2. On reflection he finds that they are three in number.

(i) The infallibility of nobody. (ii) The infallibility of everybody. (iii) The infallibility of some body other than the Roman Catholic Church.

He considers them one by one.

(i) The infallibility of nobody.

The articles of the Church of England state that infallibility is to be found in no one body, and that the Church of Rome has erred, as also have the Churches of Antioch and Jerusalem, even in matters of faith.{2} Neither does the Church of England apparently believe that infallibility is to be found in all of these acting together, although she pays a great deference, in her words, to what she calls Catholic Doctors. She believes, then, in a general kind of way, in the guidance of antiquity,{3} but she does not believe in its guaranteed immunity from error.

John finds himself therefore, so far as he follows her teaching, in the following situation:

Nineteen hundred years ago there lived, it is reported, one called JESUS CHRIST. After His death a number of His admirers wrote His history, relating many marvels and adding comments. These histories were sorted out by a body of persons liable to error (for even general councils, says the Church of England, are so liable{4}), and summaries called creeds were drawn up by these same fallible authorities. Since those days a thousand further questions have been answered, and a body of doctrine has gradually taken shape under the hands of men unsafeguarded against mistake. To this body of doctrine he is bidden to give his adherence.

Yet what reason has he for doing so? Gradual development is repudiated because of the probability of human error creeping in -- the Church of Rome is attacked for that very reason. He is asked therefore to give supernatural faith to the results arrived at by fallible men concerning the life and person of One concerning whom there has ever been enormous controversy, whose history was written by persons whose only claim to authority is the sanction given them by fallible councils, and who Himself lived in the East, an uncritical district in an uncritical age.

What kind of security is there that the account of that Person is to be relied upon, that His words and deeds are truly reported? Why should not those fallible councils have fallen into grievous error, including untrustworthy narratives in their so-called canon of Scripture, and excluding as heretical true comments on that life and Person? Perhaps the Gospel according to St John has no claim to authority! Perhaps the Church of England may be utterly wrong in thinking JESUS CHRIST divine!
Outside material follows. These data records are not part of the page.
/// Prepare the child for being recorded/replayed: shut off the direct
/// sources of nondeterminism and set up the reserved fds.
fn set_up_process(is_replaying: bool, _is_recording: bool, err_fd: &ScopedFd) {
    // CLOEXEC so the original fds are closed by the coming exec.
    let maybe_fd_magic = open(
        "/dev/null",
        OFlag::O_WRONLY | OFlag::O_CLOEXEC,
        Mode::empty(),
    );
    if maybe_fd_magic.is_err() {
        spawned_child_fatal_error(err_fd, "error opening /dev/null");
    }
    let fd_magic = maybe_fd_magic.unwrap();
    let maybe_dup_magic = dup2(fd_magic, REWIND_MAGIC_SAVE_DATA_FD);
    if maybe_dup_magic.is_err() || maybe_dup_magic.unwrap() != REWIND_MAGIC_SAVE_DATA_FD {
        spawned_child_fatal_error(err_fd, "error duping to MAGIC_SAVE_DATA_FD");
    }

    let maybe_fd_root = open(
        "/",
        OFlag::O_PATH | OFlag::O_DIRECTORY | OFlag::O_CLOEXEC,
        Mode::empty(),
    );
    if maybe_fd_root.is_err() {
        spawned_child_fatal_error(err_fd, "error opening root directory");
    }
    let maybe_dup_root = dup2(maybe_fd_root.unwrap(), REWIND_RESERVED_ROOT_DIR_FD);
    if maybe_dup_root.is_err() || maybe_dup_root.unwrap() != REWIND_RESERVED_ROOT_DIR_FD {
        spawned_child_fatal_error(err_fd, "error duping to RESERVED_ROOT_DIR_FD");
    }

    if is_replaying {
        // The replaying tasks should silently reap any terminating
        // children.
        if unsafe { signal(Signal::SIGCHLD, SigHandler::SigIgn) }.is_err() {
            spawned_child_fatal_error(err_fd, "error ignoring SIGCHLD");
        }

        // If the tracer dies, don't let runaway replay tasks drag down
        // the machine.
        if unsafe { prctl(PR_SET_PDEATHSIG, SIGKILL) } < 0 {
            spawned_child_fatal_error(err_fd, "Couldn't set parent-death signal");
        }

        // Put replaying processes in their own session, out of reach of
        // terminal signals (SIGTSTP/SIGINT/SIGWINCH). Failure is ignored.
        setsid().unwrap_or_else(|_| Pid::from_raw(0));
    }

    // Trap to the tracer on 'rdtsc' so the timestamp can be recorded and
    // replayed deterministically.
    if unsafe { prctl(PR_SET_TSC, PR_TSC_SIGSEGV, 0, 0, 0) } < 0 {
        spawned_child_fatal_error(err_fd, "error setting up prctl");
    }

    if unsafe { prctl(PR_SET_NO_NEW_PRIVS, 1, 0, 0, 0) } < 0 {
        spawned_child_fatal_error(
            err_fd,
            "prctl(NO_NEW_PRIVS) failed, SECCOMP_FILTER is not available: your\n\
             kernel is too old.",
        );
    }
}

/// Must be called after the tracer has taken ptrace control; the filter
/// demands a ptracer once installed.
fn set_up_seccomp_filter(prog: &sock_fprog, err_fd: &ScopedFd) {
    // During replay the prctl is emulated, not passed to the kernel.
    if unsafe { prctl(PR_SET_SECCOMP, SECCOMP_MODE_FILTER, prog as *const sock_fprog, 0, 0) } < 0
    {
        spawned_child_fatal_error(
            err_fd,
            "prctl(SECCOMP) failed, SECCOMP_FILTER is not available: your\n\
             kernel is too old.",
        );
    }
    // Anything that happens from this point on gets filtered.
}

fn spawned_child_fatal_error(err_fd: &ScopedFd, msg: &str) -> ! {
    write_all(err_fd.as_raw(), msg.as_bytes());
    let errno_suffix = format!(" ({})", errno_name(errno()));
    write_all(err_fd.as_raw(), errno_suffix.as_bytes());
    unsafe { libc::_exit(1) }
}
Perhaps the whole matter is a beautiful delusion from beginning to end!

Yet, even assuming that JESUS was GOD, the state of affairs is not much better; for, according to this theory of the fallibility of everybody, we may have wholly misconstrued the meaning of His words and acts; we are asked to give an unquestioning faith to things distinctly questionable; and JESUS CHRIST who brought usa revelation has provided no means of preserving it unimpaired.

"I may as well," cries John, "give it all up at once, and confess that unless there is somewhere on earth an authority that speaks infallibly, it would have been much better if I had never been tantalized by a glimpse of a truth which I am unable to apprehend."
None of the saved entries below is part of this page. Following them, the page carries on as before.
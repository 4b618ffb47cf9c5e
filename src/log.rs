use crate::kernel_metadata::errno_name;
use backtrace::Backtrace;
use nix::errno::errno;
use std::{
    collections::HashMap,
    env,
    fs::{File, OpenOptions},
    io,
    io::{BufWriter, Result, Write},
    path::Path,
    sync::{Mutex, MutexGuard},
};

#[derive(Copy, Clone, Eq, PartialEq, PartialOrd)]
pub enum LogLevel {
    LogFatal,
    LogError,
    LogWarn,
    LogInfo,
    LogDebug,
}

pub use LogLevel::*;

#[derive(Clone)]
struct LogModule {
    name: String,
    level: LogLevel,
}

struct LogGlobals {
    level_map: HashMap<String, LogLevel>,
    log_modules_cache: HashMap<String, LogModule>,
    // Possibly buffered.
    log_file: Box<dyn Write + Send>,
    default_level: LogLevel,
}

lazy_static! {
    static ref LOG_GLOBALS: Mutex<LogGlobals> = {
        let mut f: Box<dyn Write + Send> = if let Ok(filename) = env::var("REWIND_LOG_FILE") {
            Box::new(File::create(&filename).unwrap())
        } else if let Ok(filename) = env::var("REWIND_APPEND_LOG_FILE") {
            Box::new(
                OpenOptions::new()
                    .append(true)
                    .create(true)
                    .open(&filename)
                    .unwrap(),
            )
        } else {
            Box::new(io::stderr())
        };

        if let Ok(buf_size) = env::var("REWIND_LOG_BUFFER") {
            let n = buf_size.parse::<usize>().unwrap();
            f = Box::new(BufWriter::with_capacity(n, f));
        }

        let mut default_level = LogWarn;
        let mut level_map: HashMap<String, LogLevel> = HashMap::new();
        if let Ok(spec) = env::var("REWIND_LOG") {
            for clause in spec.split(',') {
                let mut it = clause.splitn(2, '=');
                let name = it.next().unwrap_or("").trim();
                let level = match it.next().map(|l| l.trim()) {
                    Some("fatal") => LogFatal,
                    Some("error") => LogError,
                    Some("warn") => LogWarn,
                    Some("info") => LogInfo,
                    Some("debug") | None => LogDebug,
                    Some(_) => LogWarn,
                };
                if name == "all" || name.is_empty() {
                    default_level = level;
                } else {
                    level_map.insert(name.to_owned(), level);
                }
            }
        }

        Mutex::new(LogGlobals {
            level_map,
            log_modules_cache: HashMap::new(),
            log_file: f,
            default_level,
        })
    };
}

fn get_log_level(module_name: &str, l: &MutexGuard<LogGlobals>) -> LogLevel {
    // Filenames are case sensitive on Linux; no case folding here.
    match l.level_map.get(module_name) {
        Some(level) => *level,
        None => l.default_level,
    }
}

fn filename_to_module_name(filename: &str) -> String {
    let path = Path::new(filename);
    path.file_stem().unwrap().to_string_lossy().to_string()
}

fn get_log_module(filename: &str, l: &mut MutexGuard<LogGlobals>) -> LogModule {
    if let Some(m) = l.log_modules_cache.get(filename) {
        return m.to_owned();
    }
    let name = filename_to_module_name(filename);
    let level = get_log_level(&name, l);
    let m = LogModule { level, name };
    l.log_modules_cache.insert(filename.to_owned(), m.clone());
    m
}

fn log_name(level: LogLevel) -> &'static str {
    match level {
        LogFatal => "FATAL",
        LogError => "ERROR",
        LogWarn => "WARN",
        LogInfo => "INFO",
        LogDebug => "DEBUG",
    }
}

/// A log line under construction. The newline and the flush happen on drop,
/// while the global lock is still held, so lines from different call sites
/// never interleave.
pub struct NewLineTerminatingOstream {
    enabled: bool,
    message: Vec<u8>,
    lock: MutexGuard<'static, LogGlobals>,
}

impl NewLineTerminatingOstream {
    fn new(
        level: LogLevel,
        filename: &str,
        line: u32,
        module_path: &str,
        always_enabled: bool,
    ) -> NewLineTerminatingOstream {
        let mut lock = LOG_GLOBALS.lock().unwrap();
        let m = get_log_module(filename, &mut lock);
        let enabled = always_enabled || level <= m.level;
        let mut this = NewLineTerminatingOstream {
            message: Vec::new(),
            enabled,
            lock,
        };
        if enabled {
            if level == LogDebug {
                write!(this, "[{}] ", m.name).unwrap();
            } else {
                write_prefix(&mut this, level, filename, line, module_path);
            }
        }
        this
    }
}

impl Drop for NewLineTerminatingOstream {
    fn drop(&mut self) {
        if self.enabled {
            self.write_all(b"\n").unwrap();
            self.flush().unwrap();
        }
    }
}

impl Write for NewLineTerminatingOstream {
    fn flush(&mut self) -> Result<()> {
        if !self.message.is_empty() && self.enabled {
            self.lock.log_file.write_all(&self.message)?;
            self.lock.log_file.flush()?;
        }
        self.message.clear();
        Ok(())
    }

    fn write(&mut self, buf: &[u8]) -> Result<usize> {
        if self.enabled {
            self.message.extend_from_slice(buf);
        }
        // Pretend the bytes were written even when disabled, otherwise
        // write!() reports WriteZero.
        Ok(buf.len())
    }
}

pub fn write_prefix(
    stream: &mut dyn Write,
    level: LogLevel,
    filename: &str,
    line: u32,
    module_path: &str,
) {
    write!(stream, "[{} ", log_name(level)).unwrap();
    if level <= LogError {
        write!(stream, "{}:{} ", filename, line).unwrap();
    }
    write!(stream, "{}()", module_path).unwrap();
    let err = errno();
    if level <= LogWarn && err != 0 {
        write!(stream, " errno: {}", errno_name(err)).unwrap();
    }
    write!(stream, "] ").unwrap();
}

pub fn log(
    log_level: LogLevel,
    filename: &str,
    line: u32,
    module_path: &str,
    always_enabled: bool,
) -> NewLineTerminatingOstream {
    NewLineTerminatingOstream::new(log_level, filename, line, module_path, always_enabled)
}

/// Write a leveled line to the log file (stderr when no log file was
/// configured), then continue normally.
macro_rules! log {
    ($log_level:expr, $($args:tt)+) => {
        {
            use ::std::io::Write;
            let mut stream = crate::log::log(
                $log_level,
                file!(),
                line!(),
                module_path!(),
                false
            );
            write!(stream, $($args)+).unwrap()
        }
    };
}

/// Log at FATAL, dump a backtrace to stderr and abort.
macro_rules! fatal {
    ($($args:tt)+) => {
        {
            {
                use ::std::io::Write;
                use crate::log::LogFatal;
                let mut stream = crate::log::log(
                    LogFatal,
                    file!(),
                    line!(),
                    module_path!(),
                    true
                );
                write!(stream, $($args)+).unwrap();
            }
            crate::log::notifying_abort(backtrace::Backtrace::new())
        }
    };
}

/// Write to stderr and exit. No backtrace; for environment problems rather
/// than bugs.
macro_rules! clean_fatal {
    ($($args:tt)+) => {
        {
            use ::std::io::Write;
            use ::std::io::stderr;
            use crate::log::LogFatal;
            crate::log::write_prefix(&mut stderr(), LogFatal, file!(), line!(), module_path!());
            write!(stderr(), $($args)+).unwrap();
            write!(stderr(), "\n").unwrap();
            ::std::process::exit(1)
        }
    };
}

/// Assert a condition that must hold for the given task; on failure, report
/// the task's identity and wait status and abort with a backtrace.
macro_rules! ed_assert {
    ($task:expr, $cond:expr) => {
        {
            if !$cond {
                {
                    use ::std::io::Write;
                    use crate::log::LogFatal;
                    let t = &*$task;
                    let mut stream = crate::log::log(
                        LogFatal,
                        file!(),
                        line!(),
                        module_path!(),
                        true
                    );
                    write!(
                        stream,
                        "Assertion `{}' failed to hold (task {} (rec:{}) status: {})",
                        stringify!($cond), t.tid, t.rec_tid, t.wait_status,
                    ).unwrap();
                }
                crate::log::notifying_abort(backtrace::Backtrace::new());
            }
        }
    };
    ($task:expr, $cond:expr, $($args:tt)+) => {
        {
            if !$cond {
                {
                    use ::std::io::Write;
                    use crate::log::LogFatal;
                    let t = &*$task;
                    let mut stream = crate::log::log(
                        LogFatal,
                        file!(),
                        line!(),
                        module_path!(),
                        true
                    );
                    write!(
                        stream,
                        "Assertion `{}' failed to hold (task {} (rec:{}) status: {}) ",
                        stringify!($cond), t.tid, t.rec_tid, t.wait_status,
                    ).unwrap();
                    write!(stream, $($args)+).unwrap();
                }
                crate::log::notifying_abort(backtrace::Backtrace::new());
            }
        }
    };
}

macro_rules! ed_assert_eq {
    ($task:expr, $lhs:expr, $rhs:expr) => {
        ed_assert!($task, $lhs == $rhs)
    };
    ($task:expr, $lhs:expr, $rhs:expr, $($args:tt)+) => {
        ed_assert!($task, $lhs == $rhs, $($args)+)
    };
}

macro_rules! ed_assert_ne {
    ($task:expr, $lhs:expr, $rhs:expr) => {
        ed_assert!($task, $lhs != $rhs)
    };
    ($task:expr, $lhs:expr, $rhs:expr, $($args:tt)+) => {
        ed_assert!($task, $lhs != $rhs, $($args)+)
    };
}

/// Dump the backtrace and abort.
pub fn notifying_abort(bt: Backtrace) -> ! {
    write!(io::stderr(), "=== Start rewind backtrace:\n").unwrap();
    write!(io::stderr(), "{:?}", bt).unwrap();
    write!(io::stderr(), "=== End rewind backtrace\n").unwrap();
    std::process::abort();
}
(ii) The infallibility of everybody.

This, in effect, is the claim of many Protestants. Every man, they say, who has received the gift of faith, and who prayerfully cultivates it, is illuminated from on high with a power of discerning between true and false, and of rightfully understanding the Holy Scriptures.

"Now if," says John, "I am told that the Pope's infallibility is impossible to believe, how can I be expected to think the infallibility of, let us say, two hundred million persons is easier of belief? Is not this straining at a gnat, and swallowino a very large herd of gigantic camels? Besides, these infallible individuals differ diametrically on points of faith. General Booth is certainly a sincere and prayerful man, and he tells me that baptism is an unnecessary piece of ceremonial; while Dr Guinness Rogers urges it as at least very important. The Wesleyans are infallible when they tell me that I am free to choose or refuse GOD; and the Calvinists are infallible when they tell me that I am nothing of the kind. And so forth.

"I am therefore in a worse position than ever; for it is even more bewildering to believe that GOD demands from me faith in a large number of not only irreconcilable but flatly contradictory propositions, than that He has taken no steps at all to secure the infallible transmission of His revelation in JESUS CHRIST."

(iii) The infallibility of somebody other than the Roman Catholic Church.

Now the principal exponents in England of this last alternative are to be found among those whom their enemies call "Ritualists."

Briefly, as John has learnt in the past, the theory is as follows:

The infallible Church of GOD consists of those bodies of Christians, acting together, who hold the old creeds of Christendom and have retained at least the threefold order of ministers, bishops, priests and deacons. Roughly speaking, these may be enumerated as the communions of Rome, Moscow and Canterbury. These three circles, however, are not absolutely coincident; each has its own peculiarities, and it is only in that part where all three overlap that complete security is to be found. For example, all three communions hold, at any rate in their written formularies, such doctrines as those of the Real Presence and the sacrament of Penance{5} (to mention points of controversy). Other doctrines such as the sacrifice of the Mass, invocation of saints, and prayers for the dead, while held explicitly by Rome and Moscow, cannot be demonstrated, say the Ritualists, as actually and literally incompatible with the formularies of the Church of England, even though until the last seventy years very nearly all, and at the present moment more than half of her children, following at any rate a possible interpretation of her "Articles," strenuously deny them.{6}

"But let us waive all these questions," says John, "and take the Ritualistic theory as proved. In what condition does it leave us?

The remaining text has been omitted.